The app I’ve built for this exercise is slightly more complex than “hello world”; it’s an app that could actually be minimally useful: a simple tip calculator.

It’s literally a single input field (an EditText component) where the user enters a number, followed by a few lines of text that tell the user different percentages of that number — 15%, 18%, and 20%, which are the most common tipping percentages in the U.S.

Once again, with the default project settings generated by Android Studio, this app comes out to about 3.2 MB when it’s built. Let’s examine the generated APK file and see what’s taking up all that space:

Right away we can see that the heaviest dependency by far is the AndroidX library, followed by the Kotlin standard library and the Material library (under the com.google package).  In fact the code that actually belongs to our package (com.dmitrybrant.tipcalc) is a mere 76 KB, dwarfed by the library dependencies that it’s referencing.

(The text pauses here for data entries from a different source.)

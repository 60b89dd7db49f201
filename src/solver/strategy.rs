use std::cmp::Reverse;
use std::collections::{BinaryHeap, VecDeque};
use std::fmt::{self, Debug, Formatter};
use std::time::Instant;

use fnv::FnvHashSet;
use separator::Separatable;

use crate::config::Method;
use crate::solver::arena::{Arena, Node, StateId};
use crate::solver::heuristic::CostFn;
use crate::state::State;

/// Frontier entry for the best-first discipline. Ids grow in insertion
/// order, so deriving the ordering over `(key, id)` breaks ties by
/// insertion.
#[derive(Debug, PartialEq, Eq, PartialOrd, Ord)]
struct Ranked {
    key: i32,
    id: StateId,
}

#[derive(Debug)]
enum Queue {
    Fifo(VecDeque<StateId>),
    Lifo(Vec<StateId>),
    Best(BinaryHeap<Reverse<Ranked>>, CostFn),
}

/// Frontier plus explored-set bookkeeping.
///
/// Membership has to be O(1) regardless of the ordering discipline - the
/// search spends most of its time asking whether a freshly generated state
/// has been seen before - so both sets are hash sets over state identity
/// while the queue only carries arena ids.
pub struct Strategy {
    queue: Queue,
    frontier_set: FnvHashSet<State>,
    explored: FnvHashSet<State>,
    started: Instant,
}

impl Strategy {
    pub fn bfs() -> Self {
        Self::with_queue(Queue::Fifo(VecDeque::new()))
    }

    pub fn dfs() -> Self {
        Self::with_queue(Queue::Lifo(Vec::new()))
    }

    pub fn best_first(cost: CostFn) -> Self {
        Self::with_queue(Queue::Best(BinaryHeap::new(), cost))
    }

    pub fn from_method(method: Method) -> Self {
        match method {
            Method::Bfs => Self::bfs(),
            Method::Dfs => Self::dfs(),
            Method::AStar => Self::best_first(CostFn::AStar),
            Method::WeightedAStar(weight) => Self::best_first(CostFn::WeightedAStar(weight)),
            Method::Greedy => Self::best_first(CostFn::Greedy),
        }
    }

    fn with_queue(queue: Queue) -> Self {
        Strategy {
            queue,
            frontier_set: FnvHashSet::default(),
            explored: FnvHashSet::default(),
            started: Instant::now(),
        }
    }

    /// Whether states must be scored before insertion.
    pub fn needs_ranking(&self) -> bool {
        matches!(self.queue, Queue::Best(..))
    }

    pub fn add_to_frontier(&mut self, id: StateId, node: &Node) {
        self.frontier_set.insert(node.state.clone());
        match &mut self.queue {
            Queue::Fifo(queue) => queue.push_back(id),
            Queue::Lifo(stack) => stack.push(id),
            Queue::Best(heap, cost) => {
                let h = node.h().expect("ranking frontiers require scored states");
                heap.push(Reverse(Ranked {
                    key: cost.key(node.g(), h),
                    id,
                }));
            }
        }
    }

    /// Removes and returns the next state to expand, dropping it from the
    /// frontier membership set as well.
    pub fn pop_next(&mut self, arena: &Arena) -> Option<StateId> {
        let id = match &mut self.queue {
            Queue::Fifo(queue) => queue.pop_front()?,
            Queue::Lifo(stack) => stack.pop()?,
            Queue::Best(heap, _) => heap.pop()?.0.id,
        };
        self.frontier_set.remove(&arena[id].state);
        Some(id)
    }

    pub fn frontier_is_empty(&self) -> bool {
        match &self.queue {
            Queue::Fifo(queue) => queue.is_empty(),
            Queue::Lifo(stack) => stack.is_empty(),
            Queue::Best(heap, _) => heap.is_empty(),
        }
    }

    pub fn mark_explored(&mut self, state: &State) {
        self.explored.insert(state.clone());
    }

    pub fn is_explored(&self, state: &State) -> bool {
        self.explored.contains(state)
    }

    pub fn is_in_frontier(&self, state: &State) -> bool {
        self.frontier_set.contains(state)
    }

    pub fn explored_count(&self) -> usize {
        self.explored.len()
    }

    pub fn frontier_count(&self) -> usize {
        self.frontier_set.len()
    }

    /// Diagnostic snapshot, not part of the search contract.
    pub fn status_report(&self, arena: &Arena) -> String {
        format!(
            "Explored: {}, Frontier: {}, Generated: {}, Time: {:.2} s, Memory: ~{} MB",
            self.explored_count().separated_string(),
            self.frontier_count().separated_string(),
            arena.len().separated_string(),
            self.started.elapsed().as_secs_f64(),
            (arena.approx_bytes() / (1024 * 1024)).separated_string(),
        )
    }
}

impl Debug for Strategy {
    fn fmt(&self, f: &mut Formatter<'_>) -> fmt::Result {
        let discipline = match &self.queue {
            Queue::Fifo(_) => "fifo",
            Queue::Lifo(_) => "lifo",
            Queue::Best(..) => "best-first",
        };
        write!(
            f,
            "{} frontier ({} queued, {} explored)",
            discipline,
            self.frontier_count(),
            self.explored_count()
        )
    }
}

#[cfg(test)]
mod tests {
    use crate::level::Puzzle;

    use super::*;

    /// Arena preloaded with the initial state and its (unshuffled, therefore
    /// deterministic) successors.
    fn arena_with_children() -> (Arena, Vec<StateId>) {
        let puzzle: Puzzle = "\
+++++
+   +
+ 0 +
+   +
+++++"
            .parse()
            .unwrap();
        let mut arena = Arena::new();
        let root = arena.insert_initial(puzzle.state.clone()).unwrap();
        let mut ids = vec![root];
        for (action, state) in puzzle.state.successors(&puzzle.level) {
            ids.push(arena.insert(root, action, state).unwrap());
        }
        (arena, ids)
    }

    #[test]
    fn fifo_pops_in_insertion_order() {
        let (arena, ids) = arena_with_children();
        let mut strategy = Strategy::bfs();
        for &id in &ids {
            strategy.add_to_frontier(id, &arena[id]);
        }
        let popped: Vec<_> = std::iter::from_fn(|| strategy.pop_next(&arena)).collect();
        assert_eq!(popped, ids);
        assert!(strategy.frontier_is_empty());
    }

    #[test]
    fn lifo_pops_in_reverse_insertion_order() {
        let (arena, ids) = arena_with_children();
        let mut strategy = Strategy::dfs();
        for &id in &ids {
            strategy.add_to_frontier(id, &arena[id]);
        }
        let popped: Vec<_> = std::iter::from_fn(|| strategy.pop_next(&arena)).collect();
        let mut expected = ids.clone();
        expected.reverse();
        assert_eq!(popped, expected);
    }

    #[test]
    fn best_first_pops_by_key_with_insertion_order_ties() {
        let (mut arena, ids) = arena_with_children();
        // scores chosen so ordering differs from insertion order and
        // contains a tie (ids[2] and ids[3])
        let scores = [4, 2, 1, 1, 3];
        for (&id, &h) in ids.iter().zip(&scores) {
            arena.set_h(id, h);
        }

        let mut strategy = Strategy::best_first(CostFn::Greedy);
        for &id in &ids {
            strategy.add_to_frontier(id, &arena[id]);
        }
        let popped: Vec<_> = std::iter::from_fn(|| strategy.pop_next(&arena)).collect();
        assert_eq!(popped, vec![ids[2], ids[3], ids[1], ids[4], ids[0]]);
    }

    #[test]
    fn best_first_does_not_rerank_on_rediscovery() {
        // first-seen wins: a state already in the frontier keeps its
        // original position even if a cheaper path to it shows up later
        let (mut arena, ids) = arena_with_children();
        for &id in &ids {
            arena.set_h(id, 1);
        }
        let mut strategy = Strategy::best_first(CostFn::AStar);
        strategy.add_to_frontier(ids[1], &arena[ids[1]]);
        assert!(strategy.is_in_frontier(&arena[ids[1]].state));
        // the duplicate would be filtered by the driver; the strategy
        // itself never updates a queued entry
        assert_eq!(strategy.frontier_count(), 1);
    }

    #[test]
    fn membership_moves_from_frontier_to_explored() {
        let (arena, ids) = arena_with_children();
        let mut strategy = Strategy::bfs();
        for &id in &ids {
            strategy.add_to_frontier(id, &arena[id]);
        }

        while let Some(id) = strategy.pop_next(&arena) {
            let state = &arena[id].state;
            assert!(!strategy.is_in_frontier(state));
            assert!(!strategy.is_explored(state));
            strategy.mark_explored(state);
            assert!(strategy.is_explored(state));
            // never in both sets at once
            assert!(!strategy.is_in_frontier(state));
        }
        assert_eq!(strategy.explored_count(), ids.len());
        assert_eq!(strategy.frontier_count(), 0);
    }

    #[test]
    fn ranking_requirements_per_method() {
        assert!(!Strategy::from_method(Method::Bfs).needs_ranking());
        assert!(!Strategy::from_method(Method::Dfs).needs_ranking());
        assert!(Strategy::from_method(Method::AStar).needs_ranking());
        assert!(Strategy::from_method(Method::WeightedAStar(5)).needs_ranking());
        assert!(Strategy::from_method(Method::Greedy).needs_ranking());
    }
}
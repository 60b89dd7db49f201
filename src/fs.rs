use std::error::Error;
use std::fs;
use std::path::Path;

use crate::level::Puzzle;
use crate::LoadPuzzle;

impl<T: AsRef<Path>> LoadPuzzle for T {
    fn load_puzzle(&self) -> Result<Puzzle, Box<dyn Error>> {
        let text = fs::read_to_string(self)?;
        let puzzle = text.parse()?;
        Ok(puzzle)
    }
}
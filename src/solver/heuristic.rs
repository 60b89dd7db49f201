use crate::data::Pos;
use crate::level::Level;
use crate::state::State;

// Term weights. Each term is truncated to an integer on its own before the
// sum - changing this to sum-then-truncate shifts tie-breaking in the
// ranking frontiers, so it stays as is.
const DISTANCE_FACTOR: f64 = 1.0;
const AGENT_FACTOR: f64 = 0.5;
const GOAL_FACTOR: f64 = 10.0;

/// Estimates how far a state is from the goal, lower is better.
///
/// Sums, over every box not sitting on a matching goal, the Manhattan
/// distance to the nearest free matching goal; adds half the agent's
/// distance to the nearest unplaced box and a flat penalty per unsatisfied
/// goal. Intentionally inadmissible - it ranks states, it doesn't bound
/// them.
pub fn score(state: &State, level: &Level) -> i32 {
    let mut goal_distance_sum = 0;
    let mut nearest_box_distance = 0;

    for r in 1..level.rows() - 1 {
        for c in 1..level.cols() - 1 {
            let pos = Pos { r, c };
            let label = match state.box_at(pos) {
                Some(label) => label.to_ascii_lowercase(),
                None => continue,
            };

            // a goal is free for this box unless a correctly matching box
            // already occupies it
            let mut in_goal = false;
            let mut nearest_free_goal = None;
            for &goal_pos in level.goals_with_label(label) {
                let free = match state.box_at(goal_pos) {
                    None => true,
                    Some(occupant) => {
                        if goal_pos == pos {
                            in_goal = true;
                        }
                        occupant.to_ascii_lowercase() != label
                    }
                };
                if free {
                    let dist = pos.dist(goal_pos);
                    if nearest_free_goal.map_or(true, |best| dist < best) {
                        nearest_free_goal = Some(dist);
                    }
                }
            }

            if !in_goal {
                goal_distance_sum += nearest_free_goal.unwrap_or(0);

                let agent_distance = pos.dist(state.agent);
                if nearest_box_distance == 0 || agent_distance < nearest_box_distance {
                    nearest_box_distance = agent_distance;
                }
            }
        }
    }

    let mut goal_score = level.goals().len() as i32;
    for goal in level.goals() {
        if let Some(occupant) = state.box_at(goal.pos) {
            if occupant.to_ascii_lowercase() == goal.label {
                goal_score -= 1;
            }
        }
    }

    (f64::from(goal_distance_sum) * DISTANCE_FACTOR) as i32
        + (f64::from(nearest_box_distance) * AGENT_FACTOR) as i32
        + (f64::from(goal_score) * GOAL_FACTOR) as i32
}

/// Ranking key for the best-first frontier.
#[derive(Debug, Clone, Copy, PartialEq, Eq)]
pub enum CostFn {
    /// `h` alone.
    Greedy,
    /// `g + h`.
    AStar,
    /// `g + W * h`.
    WeightedAStar(i32),
}

impl CostFn {
    pub fn key(self, g: i32, h: i32) -> i32 {
        match self {
            CostFn::Greedy => h,
            CostFn::AStar => g + h,
            CostFn::WeightedAStar(weight) => g + weight * h,
        }
    }
}
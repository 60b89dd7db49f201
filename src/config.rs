use std::fmt::{self, Display, Formatter};

/// Weight used by Weighted A* unless overridden on the command line.
pub const DEFAULT_WEIGHT: i32 = 5;

/// Which search strategy drives the run.
#[derive(Clone, Copy, Debug, PartialEq, Eq)]
pub enum Method {
    Bfs,
    Dfs,
    AStar,
    WeightedAStar(i32),
    Greedy,
}

impl Display for Method {
    fn fmt(&self, f: &mut Formatter<'_>) -> fmt::Result {
        match *self {
            Method::Bfs => write!(f, "bfs"),
            Method::Dfs => write!(f, "dfs"),
            Method::AStar => write!(f, "astar"),
            Method::WeightedAStar(weight) => write!(f, "wastar({})", weight),
            Method::Greedy => write!(f, "greedy"),
        }
    }
}
use criterion::{black_box, criterion_group, criterion_main, Criterion};

use pushpull_solver::config::Method;
use pushpull_solver::solver;
use pushpull_solver::LoadPuzzle;

fn bench_two_boxes_bfs(c: &mut Criterion) {
    bench_level(c, Method::Bfs, "levels/custom/03-two-boxes.txt");
}

fn bench_two_boxes_astar(c: &mut Criterion) {
    bench_level(c, Method::AStar, "levels/custom/03-two-boxes.txt");
}

fn bench_level(c: &mut Criterion, method: Method, level_path: &str) {
    let puzzle = level_path.load_puzzle().unwrap();

    c.bench_function(&format!("{} {}", method, level_path), |b| {
        b.iter(|| black_box(solver::solve(black_box(&puzzle), method, false)))
    });
}

criterion_group!(benches, bench_two_boxes_bfs, bench_two_boxes_astar);
criterion_main!(benches);
pub mod arena;
pub mod heuristic;
pub mod strategy;

use std::fmt::{self, Debug, Display, Formatter};

use log::{debug, warn};
use separator::Separatable;

use crate::actions::Plan;
use crate::config::Method;
use crate::level::{Level, Puzzle};
use crate::state::State;
use crate::Solve;

pub use self::arena::{Arena, StateId, DEFAULT_SEED};
pub use self::heuristic::CostFn;
pub use self::strategy::Strategy;

/// How many expansions pass between status snapshots and memory checks.
const STATUS_INTERVAL: u64 = 1000;

/// Retained-state budget. Exceeding it ends the search with
/// [`Outcome::OutOfMemory`] instead of letting the allocator abort us.
const DEFAULT_MEMORY_LIMIT: usize = 2 * 1024 * 1024 * 1024;

#[derive(Debug, Clone, Copy, PartialEq, Eq)]
pub enum Outcome {
    /// A goal state was reached and a plan extracted.
    Succeeded,
    /// The frontier emptied without reaching a goal - a valid terminal
    /// result, not an error.
    Exhausted,
    /// The memory budget ran out mid-search; reported like Exhausted but
    /// with a distinct diagnostic.
    OutOfMemory,
}

#[derive(Debug, Default, Clone, PartialEq, Eq)]
pub struct Stats {
    created: u64,
    expanded: u64,
    duplicates: u64,
}

impl Stats {
    fn add_created(&mut self) {
        self.created += 1;
    }

    fn add_expanded(&mut self) {
        self.expanded += 1;
    }

    fn add_duplicate(&mut self) {
        self.duplicates += 1;
    }

    pub fn total_created(&self) -> u64 {
        self.created
    }

    pub fn total_expanded(&self) -> u64 {
        self.expanded
    }

    pub fn total_duplicates(&self) -> u64 {
        self.duplicates
    }
}

impl Display for Stats {
    fn fmt(&self, f: &mut Formatter<'_>) -> fmt::Result {
        writeln!(f, "States created total: {}", self.created.separated_string())?;
        writeln!(
            f,
            "Unique states expanded total: {}",
            self.expanded.separated_string()
        )?;
        writeln!(
            f,
            "Duplicates skipped total: {}",
            self.duplicates.separated_string()
        )
    }
}

pub struct SolverOk {
    pub plan: Option<Plan>,
    pub stats: Stats,
    pub outcome: Outcome,
    pub(crate) method: Method,
}

impl Debug for SolverOk {
    fn fmt(&self, f: &mut Formatter<'_>) -> fmt::Result {
        match self.plan {
            None => writeln!(f, "No solution")?,
            Some(ref plan) => writeln!(f, "{}: {}", self.method, plan.len())?,
        }
        write!(f, "{}", self.stats)
    }
}

impl Solve for Puzzle {
    fn solve(&self, method: Method, print_status: bool) -> SolverOk {
        solve(self, method, print_status)
    }
}

pub fn solve(puzzle: &Puzzle, method: Method, print_status: bool) -> SolverOk {
    solve_seeded(puzzle, method, DEFAULT_SEED, print_status)
}

pub fn solve_seeded(puzzle: &Puzzle, method: Method, seed: u64, print_status: bool) -> SolverOk {
    debug!("Search starting with strategy {}", method);
    let mut searcher = Searcher::new(&puzzle.level, Strategy::from_method(method)).with_seed(seed);
    let (outcome, plan) = searcher.search(puzzle.state.clone(), print_status);
    SolverOk {
        plan,
        stats: searcher.stats().clone(),
        outcome,
        method,
    }
}

/// The graph-search driver: repeatedly expands the strategy's next state,
/// filters seen successors, scores the survivors and queues them.
#[derive(Debug)]
pub struct Searcher<'a> {
    level: &'a Level,
    arena: Arena,
    strategy: Strategy,
    stats: Stats,
    memory_limit: usize,
}

impl<'a> Searcher<'a> {
    pub fn new(level: &'a Level, strategy: Strategy) -> Self {
        Searcher {
            level,
            arena: Arena::new(),
            strategy,
            stats: Stats::default(),
            memory_limit: DEFAULT_MEMORY_LIMIT,
        }
    }

    pub fn with_seed(mut self, seed: u64) -> Self {
        self.arena = Arena::with_seed(seed);
        self
    }

    pub fn with_memory_limit(mut self, bytes: usize) -> Self {
        self.memory_limit = bytes;
        self
    }

    pub fn stats(&self) -> &Stats {
        &self.stats
    }

    pub fn search(&mut self, initial: State, print_status: bool) -> (Outcome, Option<Plan>) {
        let initial_id = match self.arena.insert_initial(initial) {
            Ok(id) => id,
            Err(_) => return self.out_of_memory(),
        };
        self.stats.add_created();
        self.score_if_needed(initial_id);
        self.strategy.add_to_frontier(initial_id, &self.arena[initial_id]);

        let mut iterations = 0;
        loop {
            if iterations == STATUS_INTERVAL {
                iterations = 0;
                let report = self.strategy.status_report(&self.arena);
                debug!("{}", report);
                if print_status {
                    println!("{}", report);
                }
            }
            if self.arena.approx_bytes() > self.memory_limit {
                return self.out_of_memory();
            }

            let id = match self.strategy.pop_next(&self.arena) {
                Some(id) => id,
                None => {
                    debug!("Frontier exhausted without reaching a goal");
                    return (Outcome::Exhausted, None);
                }
            };

            if self.arena[id].state.is_goal(self.level) {
                debug!("Goal reached, extracting plan");
                return (Outcome::Succeeded, Some(self.arena.extract_plan(id)));
            }

            self.strategy.mark_explored(&self.arena[id].state);
            self.stats.add_expanded();

            for (action, successor) in self.arena.expand(id, self.level) {
                if self.strategy.is_explored(&successor) || self.strategy.is_in_frontier(&successor)
                {
                    self.stats.add_duplicate();
                    continue;
                }
                let child = match self.arena.insert(id, action, successor) {
                    Ok(child) => child,
                    Err(_) => return self.out_of_memory(),
                };
                self.stats.add_created();
                self.score_if_needed(child);
                self.strategy.add_to_frontier(child, &self.arena[child]);
            }
            iterations += 1;
        }
    }

    /// Heuristic values are computed exactly once, right before a state
    /// first enters a ranking frontier. BFS and DFS never score.
    fn score_if_needed(&mut self, id: StateId) {
        if self.strategy.needs_ranking() {
            let h = heuristic::score(&self.arena[id].state, self.level);
            self.arena.set_h(id, h);
        }
    }

    fn out_of_memory(&self) -> (Outcome, Option<Plan>) {
        warn!(
            "Memory budget exceeded after {} created states, giving up",
            self.arena.len().separated_string()
        );
        (Outcome::OutOfMemory, None)
    }
}

#[cfg(test)]
mod tests {
    use std::collections::{HashSet, VecDeque};

    use crate::actions::Action;
    use crate::data::Pos;

    use super::*;

    fn parse(text: &str) -> Puzzle {
        text.parse().unwrap()
    }

    /// Shortest solution length by plain breadth-first enumeration,
    /// independent of the solver's frontier bookkeeping.
    fn brute_force_shortest(puzzle: &Puzzle) -> Option<usize> {
        let mut seen = HashSet::new();
        let mut queue = VecDeque::new();
        seen.insert(puzzle.state.clone());
        queue.push_back((puzzle.state.clone(), 0));
        while let Some((state, depth)) = queue.pop_front() {
            if state.is_goal(&puzzle.level) {
                return Some(depth);
            }
            for (_, successor) in state.successors(&puzzle.level) {
                if seen.insert(successor.clone()) {
                    queue.push_back((successor, depth + 1));
                }
            }
        }
        None
    }

    #[test]
    fn move_then_push() {
        // 3x3 interior: the agent has to step next to the box first, then
        // push it one cell east onto the goal
        let puzzle = parse(
            "\
+++++
+0  +
+ Aa+
+   +
+++++",
        );
        let solution = solve(&puzzle, Method::Bfs, false);
        assert_eq!(solution.outcome, Outcome::Succeeded);

        let plan = solution.plan.unwrap();
        assert_eq!(plan.len(), 2);
        // the shuffle picks between equivalent shortest plans, but the
        // shape is always a repositioning move followed by the push
        let actions: Vec<_> = plan.iter().map(|step| step.action).collect();
        assert!(matches!(actions[0], Action::Move(_)));
        assert!(matches!(actions[1], Action::Push(..)));

        let final_state = &plan.iter().last().unwrap().state;
        assert_eq!(final_state.box_at(Pos::new(2, 3)), Some('A'));
        assert!(final_state.is_goal(&puzzle.level));
    }

    #[test]
    fn bfs_is_move_optimal() {
        let puzzle = parse(
            "\
++++++
+  0 +
+A  a+
++++++",
        );
        let expected = brute_force_shortest(&puzzle).unwrap();
        let solution = solve(&puzzle, Method::Bfs, false);
        assert_eq!(solution.plan.unwrap().len(), expected);
    }

    #[test]
    fn already_solved_level_yields_empty_plan() {
        let puzzle = parse(
            "\
+++++
+0 a+
+++++",
        );
        let mut boxes = puzzle.state.boxes.clone();
        boxes[Pos::new(1, 3)] = Some('A');
        let solved = State::new(puzzle.state.agent, boxes);

        let mut searcher = Searcher::new(&puzzle.level, Strategy::bfs());
        let (outcome, plan) = searcher.search(solved, false);
        assert_eq!(outcome, Outcome::Succeeded);
        assert!(plan.unwrap().is_empty());
    }

    #[test]
    fn unsolvable_level_exhausts() {
        // the only box has the wrong label for the only goal, so the whole
        // (finite) state space gets enumerated
        let puzzle = parse(
            "\
++++++
+0B a+
++++++",
        );
        let solution = solve(&puzzle, Method::Bfs, false);
        assert_eq!(solution.outcome, Outcome::Exhausted);
        assert!(solution.plan.is_none());
        assert!(solution.stats.total_expanded() > 0);
    }

    #[test]
    fn memory_budget_ends_the_search_cleanly() {
        let puzzle = parse(
            "\
++++++
+0   +
+  A +
+   a+
++++++",
        );
        let mut searcher =
            Searcher::new(&puzzle.level, Strategy::bfs()).with_memory_limit(1);
        let (outcome, plan) = searcher.search(puzzle.state.clone(), false);
        assert_eq!(outcome, Outcome::OutOfMemory);
        assert!(plan.is_none());
    }

    #[test]
    fn all_methods_solve_the_corridor() {
        let puzzle = parse(
            "\
++++++++
+0 A  a+
++++++++",
        );
        let methods = [
            Method::Bfs,
            Method::Dfs,
            Method::AStar,
            Method::WeightedAStar(5),
            Method::Greedy,
        ];
        for &method in &methods {
            let solution = solve(&puzzle, method, false);
            assert_eq!(solution.outcome, Outcome::Succeeded, "{}", method);
            let plan = solution.plan.unwrap();
            assert!(!plan.is_empty(), "{}", method);
            // replay the plan to check it really reaches the goal
            let mut state = puzzle.state.clone();
            for step in &plan {
                state = state.apply(&puzzle.level, step.action).unwrap();
                assert_eq!(state, step.state);
            }
            assert!(state.is_goal(&puzzle.level), "{}", method);
        }
    }

    #[test]
    fn duplicate_states_are_counted_not_requeued() {
        let puzzle = parse(
            "\
+++++
+0 a+
+A  +
+++++",
        );
        let solution = solve(&puzzle, Method::Bfs, false);
        assert!(solution.stats.total_duplicates() > 0);
        // every expanded state was created exactly once
        assert!(solution.stats.total_created() >= solution.stats.total_expanded());
    }
}
use std::collections::TryReserveError;
use std::fmt::{self, Debug, Formatter};
use std::mem;
use std::ops::Index;

use rand::rngs::SmallRng;
use rand::seq::SliceRandom;
use rand::SeedableRng;

use crate::actions::{Action, Plan, PlanStep};
use crate::level::Level;
use crate::state::State;

/// Seed for the successor shuffle unless one is injected.
pub const DEFAULT_SEED: u64 = 1;

/// Index of a search node in its [`Arena`].
#[derive(Debug, Clone, Copy, PartialEq, Eq, PartialOrd, Ord, Hash)]
pub struct StateId(u32);

/// One retained search node: the state plus the bookkeeping that must not
/// take part in state identity.
#[derive(Debug)]
pub struct Node {
    pub state: State,
    pub parent: Option<StateId>,
    pub action: Option<Action>,
    g: i32,
    h: Option<i32>,
}

impl Node {
    /// Number of actions from the initial state.
    pub fn g(&self) -> i32 {
        self.g
    }

    /// Heuristic estimate, unset until the node is first considered for a
    /// ranking frontier.
    pub fn h(&self) -> Option<i32> {
        self.h
    }

    pub fn is_initial(&self) -> bool {
        self.parent.is_none()
    }
}

/// Owns every state created during a search.
///
/// Nodes refer to their parent by index, so plan extraction works from any
/// node and the retained memory is a single growable allocation plus the
/// per-node box grids.
pub struct Arena {
    nodes: Vec<Node>,
    rng: SmallRng,
    node_bytes: usize,
}

impl Arena {
    pub fn new() -> Self {
        Self::with_seed(DEFAULT_SEED)
    }

    pub fn with_seed(seed: u64) -> Self {
        Arena {
            nodes: Vec::new(),
            rng: SmallRng::seed_from_u64(seed),
            node_bytes: 0,
        }
    }

    pub fn len(&self) -> usize {
        self.nodes.len()
    }

    pub fn is_empty(&self) -> bool {
        self.nodes.is_empty()
    }

    /// Approximate retained memory, used to keep the search inside its
    /// budget. Counts the nodes and their box grids, not the frontier and
    /// explored-set bookkeeping built on top.
    pub fn approx_bytes(&self) -> usize {
        self.nodes.len() * self.node_bytes
    }

    pub fn insert_initial(&mut self, state: State) -> Result<StateId, TryReserveError> {
        self.insert_node(Node {
            state,
            parent: None,
            action: None,
            g: 0,
            h: None,
        })
    }

    pub fn insert(
        &mut self,
        parent: StateId,
        action: Action,
        state: State,
    ) -> Result<StateId, TryReserveError> {
        let g = self[parent].g + 1;
        self.insert_node(Node {
            state,
            parent: Some(parent),
            action: Some(action),
            g,
            h: None,
        })
    }

    fn insert_node(&mut self, node: Node) -> Result<StateId, TryReserveError> {
        if self.node_bytes == 0 {
            let grid_cells = node.state.boxes.rows() * node.state.boxes.cols();
            self.node_bytes =
                mem::size_of::<Node>() + grid_cells as usize * mem::size_of::<Option<char>>();
        }
        self.nodes.try_reserve(1)?;
        self.nodes.push(node);
        Ok(StateId(self.nodes.len() as u32 - 1))
    }

    /// Scores a node. Each node is scored at most once.
    pub fn set_h(&mut self, id: StateId, h: i32) {
        debug_assert!(self.nodes[id.0 as usize].h.is_none());
        self.nodes[id.0 as usize].h = Some(h);
    }

    /// All successors of a node, shuffled with the run-local RNG so that no
    /// direction is systematically preferred when the frontier breaks ties.
    pub fn expand(&mut self, id: StateId, level: &Level) -> Vec<(Action, State)> {
        let mut successors = self[id].state.successors(level);
        successors.shuffle(&mut self.rng);
        successors
    }

    /// The action sequence leading to `id`, by walking parent links back to
    /// the initial node. Empty when called on the initial node itself.
    pub fn extract_plan(&self, id: StateId) -> Plan {
        let mut steps = Vec::new();
        let mut node = &self[id];
        while let Some(parent) = node.parent {
            let action = node
                .action
                .expect("non-initial nodes record the action that produced them");
            steps.push(PlanStep {
                action,
                state: node.state.clone(),
            });
            node = &self[parent];
        }
        steps.reverse();
        Plan::new(steps)
    }
}

impl Default for Arena {
    fn default() -> Self {
        Self::new()
    }
}

impl Index<StateId> for Arena {
    type Output = Node;

    fn index(&self, id: StateId) -> &Node {
        &self.nodes[id.0 as usize]
    }
}

impl Debug for Arena {
    fn fmt(&self, f: &mut Formatter<'_>) -> fmt::Result {
        write!(f, "Arena of {} nodes", self.nodes.len())
    }
}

To be fair it’s possible to reduce the size of the APK by a good amount by using the minifyEnabled directive, which is not enabled by default. In fact it would probably optimize away most of the “kotlin” dependency and much of the “androidx” dependency.  However, even with minifyEnabled our APK size would still be on the order of megabytes. For the purpose of this exercise I left minifyEnabled off, so that we can see exactly which packages are contributing to the code sizes in our APK.

In any case, let’s start whittling away at this extra weight, and see how lean we can get.

The Kotlin tax

As we can see, merely using Kotlin in our app causes the Kotlin standard library to get bundled into the APK. If we don’t want this library to get bundled, we must no longer use Kotlin. (Although I’ll repeat that if we use minifyEnabled, then Kotlin would pretty much be optimized away, so this is more of an observation than a “tax.”)

After converting the code to plain Java and rebuilding the app, our APK is now 2.7 MB:

That’s a little better! But now can we remove the bulkiest dependency, namely the androidx library?

The AndroidX tax

AndroidX is a fabulous library that ensures your app will run consistently on a huge range of different devices (but not all of them!) and different versions of the Android OS. It makes perfect sense that AndroidX is used by default for new projects, and I’m not saying that you should reject it when building your next app. Buuuut… could we actually get away with not using it? How would our app look and run without it?  And would our app still run on the same range of devices?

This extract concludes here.